--- DATA SUPPLIED Enclosed Below ---

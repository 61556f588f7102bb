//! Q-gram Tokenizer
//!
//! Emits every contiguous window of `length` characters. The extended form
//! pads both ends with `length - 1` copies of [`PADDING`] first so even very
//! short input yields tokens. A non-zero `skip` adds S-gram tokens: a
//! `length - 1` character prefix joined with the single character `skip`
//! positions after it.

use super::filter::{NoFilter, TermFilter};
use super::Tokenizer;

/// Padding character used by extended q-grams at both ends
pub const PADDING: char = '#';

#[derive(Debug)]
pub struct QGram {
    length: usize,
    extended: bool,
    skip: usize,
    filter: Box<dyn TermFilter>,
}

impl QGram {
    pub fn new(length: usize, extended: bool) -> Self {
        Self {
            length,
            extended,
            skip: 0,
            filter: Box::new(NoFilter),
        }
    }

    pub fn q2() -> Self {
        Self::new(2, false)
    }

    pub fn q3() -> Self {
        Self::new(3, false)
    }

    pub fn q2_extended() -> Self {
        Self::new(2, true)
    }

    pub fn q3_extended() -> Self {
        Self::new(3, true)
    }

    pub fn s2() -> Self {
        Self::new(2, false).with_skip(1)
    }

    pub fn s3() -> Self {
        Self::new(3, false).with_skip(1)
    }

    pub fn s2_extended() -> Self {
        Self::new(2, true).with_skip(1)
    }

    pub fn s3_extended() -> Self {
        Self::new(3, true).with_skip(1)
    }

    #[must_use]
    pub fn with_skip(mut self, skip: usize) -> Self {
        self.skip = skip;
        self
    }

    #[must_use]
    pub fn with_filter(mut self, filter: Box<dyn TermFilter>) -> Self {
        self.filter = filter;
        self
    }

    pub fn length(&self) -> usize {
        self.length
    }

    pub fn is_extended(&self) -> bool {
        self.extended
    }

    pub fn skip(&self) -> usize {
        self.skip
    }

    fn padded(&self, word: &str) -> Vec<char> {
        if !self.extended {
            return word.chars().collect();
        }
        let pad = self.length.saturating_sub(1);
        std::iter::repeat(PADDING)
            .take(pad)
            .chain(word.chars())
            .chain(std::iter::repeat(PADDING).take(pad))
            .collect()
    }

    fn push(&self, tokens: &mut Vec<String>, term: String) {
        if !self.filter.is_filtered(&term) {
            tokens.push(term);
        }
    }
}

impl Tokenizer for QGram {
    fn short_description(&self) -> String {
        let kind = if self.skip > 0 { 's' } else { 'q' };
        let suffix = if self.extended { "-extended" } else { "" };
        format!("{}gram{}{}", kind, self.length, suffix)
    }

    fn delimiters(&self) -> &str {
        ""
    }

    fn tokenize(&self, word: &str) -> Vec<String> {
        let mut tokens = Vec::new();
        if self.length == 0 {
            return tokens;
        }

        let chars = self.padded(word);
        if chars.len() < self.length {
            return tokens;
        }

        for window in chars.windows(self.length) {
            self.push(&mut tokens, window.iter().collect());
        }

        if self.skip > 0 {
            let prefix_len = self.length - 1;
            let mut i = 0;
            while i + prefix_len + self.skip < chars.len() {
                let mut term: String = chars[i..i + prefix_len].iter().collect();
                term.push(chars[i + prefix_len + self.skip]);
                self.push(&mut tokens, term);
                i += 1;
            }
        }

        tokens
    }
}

--- End of Enclosed DATA SUPPLIED ---

# GOAL OF THE EXERCISE
Look above and repeat, character for character, the lines from the first one to the line with "S-gram tokens: a", counting both.

# RESULT OF THIS TASK
repository 61556f588f7102bb
//! Q-gram Tokenizer
//!
//! Emits every contiguous window of `length` characters. The extended form
//! pads both ends with `length - 1` copies of [`PADDING`] first so even very
//! short input yields tokens. A non-zero `skip` adds S-gram tokens: a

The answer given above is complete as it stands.